Его разбудил толчок, подобный тому, как если бы стены здания начали рушиться. Стен здесь не было, но понятие близкое - грезы актрисы рушились, осыпаясь, как листья на ветру, таяли и менялись, становясь кошмаром. Там, за гранью ее разума, там, где Ганн оставил паутину ловца снов, раздавался треск и вой двух голосов.
Девушка не была готова к чему-то подобному и воспринимала все так, как и положено обычному человеку - кошмаром.
Ганн промчался мимо того места, где еще накануне все дышало розоватой негой, а ныне стало устрашающим, стылым туманом. Промчался мимо бывших любовников, где его образ перестал быть соблазнительным воплощением мечты и обернулся мертвецом. Мимо девушки, которая в ужасе смотрела на труп и даже в своих грезах больше не была красавицей.
Ганн остановился у паутины, прислушиваясь, почти касаясь ухом нитей. Крики и неразборчивые слова. Рычание взрослой женщины и девичий визг. Иногда хриплые и протяжные вопли, словно несчастную пытают.
Ведьмак вернулся, шепнув бесплотной тенью своему сегодняшнему пристанищу:
- Просыпайся.
Девушка с облегчением послушалась, отпустив их на волю.
Ганн резко сел на постели, накрыв ладонью ловец снов. Путаница...
Долгий крик прокатился по коридору. Схватив рубаху и натягивая ее на ходу, Ганн поспешил к комнате Захары. Еще будучи в грезах, он понял, кто кричит.
Каэлин и Сафия уже были там. Волшебница деловито мешала что-то на алхимическом столе, а Каэлин шептала молитву, стоя у постели полуэльфийки.
Захара была покрыта испариной с ног до головы. Она давно отбросила одеяло, рубашка сбилась, и влажно облепила тело. Она резко выгнулась и почти прыжком перевернулась на другой бок, сжав кулаки и застонав. Каэлин кинула косой взгляд в сторону парня и одернула рубашку, которая задралась до талии и обнажила бедра Захары.
Сафия, приметив прибавление в теплом кругу криков и ужаса, резко бросила ведьмаку, не отрываясь от своего занятия:
- Мы не можем ее разбудить. Я готовлю успокоительное. Подними ее - я хочу обтереть ее и одеть.
Ганн послушно взял легкое, худое тело на руки, ворочая полукровку, как куклу, в соответствии с указаниями Сафии.

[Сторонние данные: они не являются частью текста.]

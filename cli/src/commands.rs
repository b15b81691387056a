//! The registry workflows behind each subcommand.
//!
//! Every workflow is open, zero or more calls, close. The first failing step
//! ends the workflow: nothing after it runs, including the logout.

use std::fs;
use std::io::Write;
use std::path::Path;

use anyhow::{Context, Result};
use thiserror::Error;
use trackhub_core::{
    Credentials, Error as ApiFailure, RegisterTrackHub, SchemaValidator, ServerEndpoint, Session,
    Transport,
};
use uuid::Uuid;

/// A registry step that failed, named for the diagnostic.
#[derive(Debug, Error)]
#[error("{}", describe(.operation, .error))]
pub struct WorkflowError {
    pub operation: &'static str,
    pub error: ApiFailure,
}

fn describe(operation: &str, error: &ApiFailure) -> String {
    match error {
        ApiFailure::Auth { status, reason, .. } => {
            format!("Couldn't {operation}, reason: {reason} [{status}]")
        }
        ApiFailure::Api { status, body } => format!("Couldn't {operation}, reason: {body} [{status}]"),
        other => format!("Couldn't {operation}: {other}"),
    }
}

fn step<T>(operation: &'static str, result: Result<T, ApiFailure>) -> Result<T, WorkflowError> {
    result.map_err(|error| WorkflowError { operation, error })
}

/// Everything a registry workflow needs besides its own arguments.
pub struct Connection<T: Transport> {
    pub transport: T,
    pub endpoint: ServerEndpoint,
    pub credentials: Credentials,
}

impl<T: Transport> Connection<T> {
    fn open(self) -> Result<Session<T>, WorkflowError> {
        step("login", Session::open(self.transport, &self.endpoint, &self.credentials))
    }
}

fn close<T: Transport>(session: Session<T>, out: &mut impl Write) -> Result<()> {
    step("logout", session.close())?;
    writeln!(out, "Logged out")?;
    Ok(())
}

pub fn login<T: Transport>(conn: Connection<T>, out: &mut impl Write) -> Result<()> {
    let session = conn.open()?;
    writeln!(out, "Logged in [{}]", session.token())?;
    Ok(())
}

pub fn logout<T: Transport>(conn: Connection<T>, out: &mut impl Write) -> Result<()> {
    let session = conn.open()?;
    close(session, out)
}

pub fn list<T: Transport>(conn: Connection<T>, out: &mut impl Write) -> Result<()> {
    let session = conn.open()?;
    let hubs = step("get list of registered trackhubs", session.list_trackhubs())?;
    writeln!(out, "{}", serde_json::to_string_pretty(&hubs)?)?;
    close(session, out)
}

pub fn register<T: Transport>(
    conn: Connection<T>,
    url: &str,
    assemblies: &[(String, String)],
    out: &mut impl Write,
) -> Result<()> {
    let input = assemblies
        .iter()
        .fold(RegisterTrackHub::new(url), |input, (name, accession)| {
            input.assembly(name.as_str(), accession.as_str())
        });
    let session = conn.open()?;
    let hub = step("register trackhub", session.register_trackhub(&input))?;
    writeln!(out, "I have registered hub at {} [{}]", hub.url, hub.id)?;
    close(session, out)
}

pub fn show<T: Transport>(conn: Connection<T>, id: Uuid, out: &mut impl Write) -> Result<()> {
    let session = conn.open()?;
    let hub = step("get trackhub", session.get_trackhub(id))?;
    writeln!(out, "{}", serde_json::to_string_pretty(&hub)?)?;
    close(session, out)
}

pub fn delete<T: Transport>(conn: Connection<T>, id: Uuid, out: &mut impl Write) -> Result<()> {
    let session = conn.open()?;
    step("delete trackhub", session.delete_trackhub(id))?;
    writeln!(out, "Deleted trackhub {id}")?;
    close(session, out)
}

fn read_json(path: &Path) -> Result<serde_json::Value> {
    let raw = fs::read_to_string(path).with_context(|| format!("couldn't read {}", path.display()))?;
    serde_json::from_str(&raw).with_context(|| format!("{} is not valid JSON", path.display()))
}

/// Print every violation of `schema` by `file`. Returns whether the file is valid.
pub fn validate(
    validator: &impl SchemaValidator,
    schema: &Path,
    file: &Path,
    out: &mut impl Write,
) -> Result<bool> {
    let schema = read_json(schema)?;
    let instance = read_json(file)?;
    let errors = validator.validate(&schema, &instance)?;
    for error in &errors {
        let path = if error.path.is_empty() { "/" } else { error.path.as_str() };
        writeln!(out, "{path}: {}", error.message)?;
    }
    Ok(errors.is_empty())
}

#[cfg(test)]
mod tests {
    use trackhub_core::AuthOperation;

    use super::*;

    #[test]
    fn diagnostic_names_operation_reason_and_status() {
        let err = WorkflowError {
            operation: "get list of registered trackhubs",
            error: ApiFailure::Api {
                status: 401,
                body: "Invalid or expired auth token".to_string(),
            },
        };
        assert_eq!(
            err.to_string(),
            "Couldn't get list of registered trackhubs, reason: Invalid or expired auth token [401]"
        );
    }

    #[test]
    fn login_diagnostic_uses_server_reason() {
        let err = WorkflowError {
            operation: "login",
            error: ApiFailure::Auth {
                operation: AuthOperation::Login,
                status: 401,
                reason: "Invalid username or password".to_string(),
            },
        };
        assert_eq!(
            err.to_string(),
            "Couldn't login, reason: Invalid username or password [401]"
        );
    }

    #[test]
    fn network_diagnostic_has_no_status() {
        let err = WorkflowError {
            operation: "login",
            error: ApiFailure::Network("connection refused".to_string()),
        };
        assert_eq!(err.to_string(), "Couldn't login: network error: connection refused");
    }
}
//! Error types for the registry client.
//!
//! # Design
//! Rejections of the login/logout exchange (`Auth`, `MalformedToken`) are
//! kept apart from rejections of authenticated calls (`Api`) so a caller can
//! tell "the session never existed" from "the session is fine but the server
//! refused this request". Every server rejection carries the numeric status
//! and the raw body text the server gave as its reason.

use std::fmt;

use thiserror::Error;

/// Which half of the credential exchange was rejected.
#[derive(Debug, Clone, Copy, PartialEq, Eq)]
pub enum AuthOperation {
    Login,
    Logout,
}

impl fmt::Display for AuthOperation {
    fn fmt(&self, f: &mut fmt::Formatter<'_>) -> fmt::Result {
        match self {
            AuthOperation::Login => write!(f, "login"),
            AuthOperation::Logout => write!(f, "logout"),
        }
    }
}

/// Coarse classification of `Error` variants.
#[derive(Debug, Clone, Copy, PartialEq, Eq)]
pub enum ErrorKind {
    Network,
    Auth,
    Api,
    Codec,
}

/// Errors returned by the registry client, session and schema validator.
#[derive(Debug, Error)]
pub enum Error {
    /// Connection or transport failure; no response was received.
    #[error("network error: {0}")]
    Network(String),

    /// Login or logout answered with a non-2xx status.
    #[error("couldn't {operation}, reason: {reason} [{status}]")]
    Auth {
        operation: AuthOperation,
        status: u16,
        reason: String,
    },

    /// Login succeeded but the body did not carry a usable `auth_token`.
    #[error("malformed login response: {0}")]
    MalformedToken(String),

    /// An authenticated call answered with a non-2xx status.
    #[error("request rejected, reason: {body} [{status}]")]
    Api { status: u16, body: String },

    /// The request payload could not be serialized to JSON.
    #[error("serialization failed: {0}")]
    Serialization(String),

    /// The response body could not be deserialized into the expected type.
    #[error("deserialization failed: {0}")]
    Deserialization(String),

    /// The JSON Schema document itself is invalid.
    #[error("invalid schema: {0}")]
    Schema(String),
}

impl Error {
    pub fn kind(&self) -> ErrorKind {
        match self {
            Error::Network(_) => ErrorKind::Network,
            Error::Auth { .. } | Error::MalformedToken(_) => ErrorKind::Auth,
            Error::Api { .. } => ErrorKind::Api,
            Error::Serialization(_) | Error::Deserialization(_) | Error::Schema(_) => {
                ErrorKind::Codec
            }
        }
    }

    /// HTTP status of a server rejection, if this error is one.
    pub fn status(&self) -> Option<u16> {
        match self {
            Error::Auth { status, .. } | Error::Api { status, .. } => Some(*status),
            _ => None,
        }
    }
}
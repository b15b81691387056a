//! One authenticated interaction with the registry: login, calls, logout.
//!
//! # Design
//! A `Session` value only exists after a successful login, and `close`
//! consumes it, so "call before open" and "call after close" are
//! unrepresentable. Dropping a session without closing it sends nothing.

use log::{debug, info};
use uuid::Uuid;

use crate::client::RegistryClient;
use crate::error::Error;
use crate::http::{HttpRequest, HttpResponse, Transport};
use crate::types::{
    ApiRequest, ApiResponse, Credentials, RegisterTrackHub, ServerEndpoint, SessionToken, TrackHub,
};

/// An open, authenticated session bound to one transport.
pub struct Session<T: Transport> {
    client: RegistryClient,
    transport: T,
    user: String,
    token: SessionToken,
}

impl<T: Transport> Session<T> {
    /// Exchange `credentials` for a session token.
    pub fn open(transport: T, endpoint: &ServerEndpoint, credentials: &Credentials) -> Result<Self, Error> {
        let client = RegistryClient::new(endpoint.base_url());
        let response = send(&transport, client.build_login(credentials))?;
        let token = client.parse_login(response)?;
        info!("logged in to {} as {}", client.base_url(), credentials.username);
        Ok(Self {
            client,
            transport,
            user: credentials.username.clone(),
            token,
        })
    }

    pub fn user(&self) -> &str {
        &self.user
    }

    pub fn token(&self) -> &SessionToken {
        &self.token
    }

    /// Issue an arbitrary authenticated request.
    pub fn call(&self, request: &ApiRequest) -> Result<ApiResponse, Error> {
        let req = self.client.build_call(&self.user, &self.token, request)?;
        self.client.parse_call(self.send(req)?)
    }

    pub fn list_trackhubs(&self) -> Result<Vec<TrackHub>, Error> {
        let req = self.client.build_list_trackhubs(&self.user, &self.token);
        self.client.parse_list_trackhubs(self.send(req)?)
    }

    pub fn register_trackhub(&self, input: &RegisterTrackHub) -> Result<TrackHub, Error> {
        let req = self.client.build_register_trackhub(&self.user, &self.token, input)?;
        self.client.parse_register_trackhub(self.send(req)?)
    }

    pub fn get_trackhub(&self, id: Uuid) -> Result<TrackHub, Error> {
        let req = self.client.build_get_trackhub(&self.user, &self.token, id);
        self.client.parse_get_trackhub(self.send(req)?)
    }

    pub fn delete_trackhub(&self, id: Uuid) -> Result<(), Error> {
        let req = self.client.build_delete_trackhub(&self.user, &self.token, id);
        self.client.parse_delete_trackhub(self.send(req)?)
    }

    /// Release the token on the server.
    pub fn close(self) -> Result<(), Error> {
        let req = self.client.build_logout(&self.user, &self.token);
        self.client.parse_logout(self.send(req)?)?;
        info!("logged out of {}", self.client.base_url());
        Ok(())
    }

    fn send(&self, request: HttpRequest) -> Result<HttpResponse, Error> {
        send(&self.transport, request)
    }
}

fn send<T: Transport>(transport: &T, request: HttpRequest) -> Result<HttpResponse, Error> {
    debug!("{} {}", request.method.as_str(), request.path);
    let response = transport.execute(request)?;
    debug!("-> {}", response.status);
    Ok(response)
}
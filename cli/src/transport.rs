//! Blocking `Transport` backed by ureq.

use log::debug;
use trackhub_core::{Error, HttpMethod, HttpRequest, HttpResponse, ServerEndpoint, Transport};
use ureq::tls::TlsConfig;
use ureq::{Agent, RequestBuilder};

/// One ureq agent configured from a `ServerEndpoint`.
///
/// 4xx/5xx responses come back as data; only connection and I/O failures
/// become `Error::Network`.
pub struct UreqTransport {
    agent: Agent,
}

impl UreqTransport {
    pub fn new(endpoint: &ServerEndpoint) -> Self {
        let mut config = Agent::config_builder()
            .http_status_as_error(false)
            .timeout_global(endpoint.timeout);
        if !endpoint.verify_tls {
            debug!("TLS certificate verification disabled");
            config = config.tls_config(TlsConfig::builder().disable_verification(true).build());
        }
        Self {
            agent: config.build().new_agent(),
        }
    }
}

fn with_headers<B>(mut builder: RequestBuilder<B>, headers: &[(String, String)]) -> RequestBuilder<B> {
    for (name, value) in headers {
        builder = builder.header(name.as_str(), value.as_str());
    }
    builder
}

impl Transport for UreqTransport {
    fn execute(&self, req: HttpRequest) -> Result<HttpResponse, Error> {
        let result = match (req.method, req.body) {
            (HttpMethod::Get, _) => with_headers(self.agent.get(&req.path), &req.headers).call(),
            (HttpMethod::Delete, _) => with_headers(self.agent.delete(&req.path), &req.headers).call(),
            (HttpMethod::Post, Some(body)) => {
                with_headers(self.agent.post(&req.path), &req.headers).send(body.as_bytes())
            }
            (HttpMethod::Post, None) => with_headers(self.agent.post(&req.path), &req.headers).send_empty(),
            (HttpMethod::Put, Some(body)) => {
                with_headers(self.agent.put(&req.path), &req.headers).send(body.as_bytes())
            }
            (HttpMethod::Put, None) => with_headers(self.agent.put(&req.path), &req.headers).send_empty(),
        };
        let mut response = result.map_err(|e| Error::Network(e.to_string()))?;

        let status = response.status().as_u16();
        let headers = response
            .headers()
            .iter()
            .filter_map(|(k, v)| Some((k.as_str().to_string(), v.to_str().ok()?.to_string())))
            .collect();
        let body = response
            .body_mut()
            .read_to_string()
            .map_err(|e| Error::Network(e.to_string()))?;

        Ok(HttpResponse {
            status,
            headers,
            body,
        })
    }
}
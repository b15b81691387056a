//! Command-line workflows for the trackhub registry.
//!
//! `args` defines the clap surface, `config` layers flags over the config
//! file, `transport` executes requests with ureq and `commands` strings
//! sessions together for each subcommand.

pub mod args;
pub mod commands;
pub mod config;
pub mod transport;

use std::io::Write;
use std::process::ExitCode;

use anyhow::Result;
use trackhub_core::Draft4Validator;

use args::{Cli, Command};
use commands::Connection;
use config::Config;
use transport::UreqTransport;

/// Run one parsed invocation, writing normal output to `out`.
pub fn run(cli: Cli, out: &mut impl Write) -> Result<ExitCode> {
    let connect = || -> Result<Connection<UreqTransport>> {
        let config = Config::resolve(&cli.global)?;
        let endpoint = config.endpoint();
        Ok(Connection {
            transport: UreqTransport::new(&endpoint),
            credentials: config.credentials()?,
            endpoint,
        })
    };

    match cli.command {
        Command::Validate { schema, file } => {
            let valid = commands::validate(&Draft4Validator, &schema, &file, out)?;
            return Ok(if valid { ExitCode::SUCCESS } else { ExitCode::FAILURE });
        }
        Command::Login => commands::login(connect()?, out)?,
        Command::Logout => commands::logout(connect()?, out)?,
        Command::List => commands::list(connect()?, out)?,
        Command::Register { url, assemblies } => commands::register(connect()?, &url, &assemblies, out)?,
        Command::Show { id } => commands::show(connect()?, id, out)?,
        Command::Delete { id } => commands::delete(connect()?, id, out)?,
    }
    Ok(ExitCode::SUCCESS)
}
//! Domain values for the registry API.
//!
//! # Design
//! `TrackHub` and `RegisterTrackHub` mirror the mock-server's schema but are
//! defined independently; integration tests catch drift between the two
//! crates. Secrets (`Credentials::password`, `SessionToken`) get hand-written
//! `Debug` impls so they never end up in logs.

use std::collections::BTreeMap;
use std::fmt;
use std::time::Duration;

use serde::{Deserialize, Serialize};
use uuid::Uuid;

use crate::http::HttpMethod;

/// Username/password pair exchanged for a session token at login.
#[derive(Clone, PartialEq, Eq)]
pub struct Credentials {
    pub username: String,
    pub password: String,
}

impl Credentials {
    pub fn new(username: impl Into<String>, password: impl Into<String>) -> Self {
        Self {
            username: username.into(),
            password: password.into(),
        }
    }
}

impl fmt::Debug for Credentials {
    fn fmt(&self, f: &mut fmt::Formatter<'_>) -> fmt::Result {
        f.debug_struct("Credentials")
            .field("username", &self.username)
            .field("password", &"***")
            .finish()
    }
}

/// Where the registry lives and how to talk to it.
#[derive(Debug, Clone, PartialEq, Eq)]
pub struct ServerEndpoint {
    base_url: String,
    pub verify_tls: bool,
    pub timeout: Option<Duration>,
}

impl ServerEndpoint {
    pub fn new(base_url: &str) -> Self {
        Self {
            base_url: base_url.trim_end_matches('/').to_string(),
            verify_tls: true,
            timeout: None,
        }
    }

    pub fn with_verify_tls(mut self, verify_tls: bool) -> Self {
        self.verify_tls = verify_tls;
        self
    }

    pub fn with_timeout(mut self, timeout: Option<Duration>) -> Self {
        self.timeout = timeout;
        self
    }

    pub fn base_url(&self) -> &str {
        &self.base_url
    }
}

/// Opaque token issued by `/api/login`. Never empty.
#[derive(Clone, PartialEq, Eq)]
pub struct SessionToken(String);

impl SessionToken {
    /// Returns `None` for an empty string; the server never issues one.
    pub fn new(token: impl Into<String>) -> Option<Self> {
        let token = token.into();
        if token.is_empty() {
            None
        } else {
            Some(Self(token))
        }
    }

    pub fn as_str(&self) -> &str {
        &self.0
    }
}

impl fmt::Debug for SessionToken {
    fn fmt(&self, f: &mut fmt::Formatter<'_>) -> fmt::Result {
        f.write_str("SessionToken(***)")
    }
}

impl fmt::Display for SessionToken {
    fn fmt(&self, f: &mut fmt::Formatter<'_>) -> fmt::Result {
        f.write_str(&self.0)
    }
}

/// Body of a successful `/api/login` response.
#[derive(Debug, Clone, Deserialize)]
pub(crate) struct LoginResponse {
    pub auth_token: serde_json::Value,
}

/// A trackhub registered with the server.
#[derive(Debug, Clone, Serialize, Deserialize, PartialEq, Eq)]
pub struct TrackHub {
    pub id: Uuid,
    pub url: String,
    pub assemblies: BTreeMap<String, String>,
}

/// Registration payload: the hub's `hub.txt` URL and the assemblies it
/// covers, keyed by short assembly name with the accession as value.
#[derive(Debug, Clone, Serialize, Deserialize, PartialEq, Eq)]
pub struct RegisterTrackHub {
    pub url: String,
    pub assemblies: BTreeMap<String, String>,
}

impl RegisterTrackHub {
    pub fn new(url: impl Into<String>) -> Self {
        Self {
            url: url.into(),
            assemblies: BTreeMap::new(),
        }
    }

    pub fn assembly(mut self, name: impl Into<String>, accession: impl Into<String>) -> Self {
        self.assemblies.insert(name.into(), accession.into());
        self
    }
}

/// An arbitrary authenticated request, relative to the server's base URL.
#[derive(Debug, Clone, PartialEq)]
pub struct ApiRequest {
    pub method: HttpMethod,
    pub path: String,
    pub body: Option<serde_json::Value>,
}

impl ApiRequest {
    pub fn get(path: impl Into<String>) -> Self {
        Self {
            method: HttpMethod::Get,
            path: path.into(),
            body: None,
        }
    }

    pub fn post(path: impl Into<String>, body: serde_json::Value) -> Self {
        Self {
            method: HttpMethod::Post,
            path: path.into(),
            body: Some(body),
        }
    }

    pub fn delete(path: impl Into<String>) -> Self {
        Self {
            method: HttpMethod::Delete,
            path: path.into(),
            body: None,
        }
    }
}

/// Successful response to an `ApiRequest`.
#[derive(Debug, Clone, PartialEq)]
pub struct ApiResponse {
    pub status: u16,
    pub body: String,
    /// The body parsed as JSON, when it is JSON.
    pub json: Option<serde_json::Value>,
}

#[cfg(test)]
mod tests {
    use super::*;

    #[test]
    fn endpoint_strips_trailing_slash_and_verifies_tls_by_default() {
        let endpoint = ServerEndpoint::new("https://registry.example.org/");
        assert_eq!(endpoint.base_url(), "https://registry.example.org");
        assert!(endpoint.verify_tls);
        assert!(endpoint.timeout.is_none());
    }

    #[test]
    fn empty_token_is_rejected() {
        assert!(SessionToken::new("").is_none());
        assert_eq!(SessionToken::new("abc").unwrap().as_str(), "abc");
    }

    #[test]
    fn secrets_are_redacted_in_debug_output() {
        let creds = Credentials::new("trackhub1", "hunter2");
        let token = SessionToken::new("s3cr3t").unwrap();
        assert!(!format!("{creds:?}").contains("hunter2"));
        assert!(!format!("{token:?}").contains("s3cr3t"));
    }

    #[test]
    fn register_payload_serializes_assemblies_as_object() {
        let payload = RegisterTrackHub::new("http://example.org/hub.txt")
            .assembly("araTha1", "GCA_000001735.1")
            .assembly("ricCom1", "GCA_000151685.2");
        let json = serde_json::to_value(&payload).unwrap();
        assert_eq!(json["url"], "http://example.org/hub.txt");
        assert_eq!(json["assemblies"]["araTha1"], "GCA_000001735.1");
        assert_eq!(json["assemblies"]["ricCom1"], "GCA_000151685.2");
    }
}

Удивительно, но волшебница, которая считалась у себя госпожой и повелительницей, оказалась весьма неплохой сиделкой, нежно, но быстро и деловито расправляясь с уходом за бессознательной девушкой.
Захара же не реагировала на их манипуляции, прерывисто и быстро что-то говоря. Она дергалась и выворачивалась. Пыталась кричать, но Ганн давил эти вопли широкой ладонью.
Каэлин, натянув на Захару подштанники и аккуратно завязав бантик, подняла на Ганна черные глаза, болезненно проговорив:
- Выведи ее. Ты же можешь.
- Я понимаю, что ты могла предположить, будто эти вопли доставляют мне удовольствие, но я не тот тип нечисти. Я, первым делом, создание красоты и предпочту твое пение вот этому. Если я что-то не делаю, это значит, что этого не надо делать.
Полунебесная птичьим движением склонила голову к плечу, и, игнорируя суть его слов, тихо и нежно предположила:
- Ты боишься.
Она не задала вопроса, а сделала утверждение, но Ганн все равно раскрыл рот, чтобы ответить. Сафия не дала, строго бросив:
- Тишина. Нам не время спорить.
Ганн подавил еще один приступ Захары. Крепко сжав извивающееся тело, он глянул на волшебницу через плечо, сухо прокомментировав:
- Надеюсь, я не настолько сильно напоминаю тебе твоих студентов, чтобы разговаривать со мной, как со школяром? Ты забываешься.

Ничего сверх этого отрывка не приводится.